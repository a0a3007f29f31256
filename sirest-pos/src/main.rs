use anyhow::Context;
use sirest_pos::logger::{cleanup_old_logs, init_logger_with_file};
use sirest_pos::{Console, PosConfig};
use sirest_client::SirestClient;
use tokio_util::sync::CancellationToken;

/// Rolled log files older than this are deleted at startup
const LOG_RETENTION_DAYS: u64 = 14;

#[tokio::main]
async fn main() -> anyhow::Result<()> {
    let config = PosConfig::from_env()?;
    init_logger_with_file(
        config.log_level.as_deref(),
        config.log_json,
        config.log_dir.as_deref(),
    )?;
    if let Some(dir) = &config.log_dir
        && let Err(e) = cleanup_old_logs(dir, LOG_RETENTION_DAYS)
    {
        tracing::warn!(error = %e, "Failed to clean up old logs");
    }

    let client = SirestClient::new(config.client.clone())?;
    tracing::info!(api = %config.client.base_url, "SIREST console starting");

    if config.seed_demo {
        let seeded = client.init_demo_data().await.context("demo data")?;
        tracing::info!(
            users = seeded.users_created,
            products = seeded.products_created,
            tables = seeded.tables_created,
            "Demo data checked"
        );
    }

    let session = client
        .login(&config.email, &config.password)
        .await
        .with_context(|| format!("login as {}", config.email))?;
    let view = config.view_for(session.role());

    let restaurant = match client.get_configuration(&session).await {
        Ok(c) => c,
        Err(e) => {
            tracing::warn!(error = %e, "Configuration unavailable, using defaults");
            Default::default()
        }
    };

    let mut console = Console::start(
        &client,
        session.clone(),
        view,
        config.receipt_width,
        restaurant,
        config.client.poll_interval,
    )
    .clear_screen(true);

    let cancel = CancellationToken::new();
    let on_signal = cancel.clone();
    tokio::spawn(async move {
        if tokio::signal::ctrl_c().await.is_ok() {
            tracing::info!("Ctrl-C received, shutting down");
            on_signal.cancel();
        }
    });

    let mut stdout = std::io::stdout();
    console.run(&mut stdout, &cancel).await?;

    if let Err(e) = client.logout(session).await {
        tracing::warn!(error = %e, "Logout failed");
    }
    Ok(())
}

::::::

Problem:
Show all of the lines above in which "async" is present.

Your solution:
async fn main() -> anyhow::Result<()> {
    tokio::spawn(async move {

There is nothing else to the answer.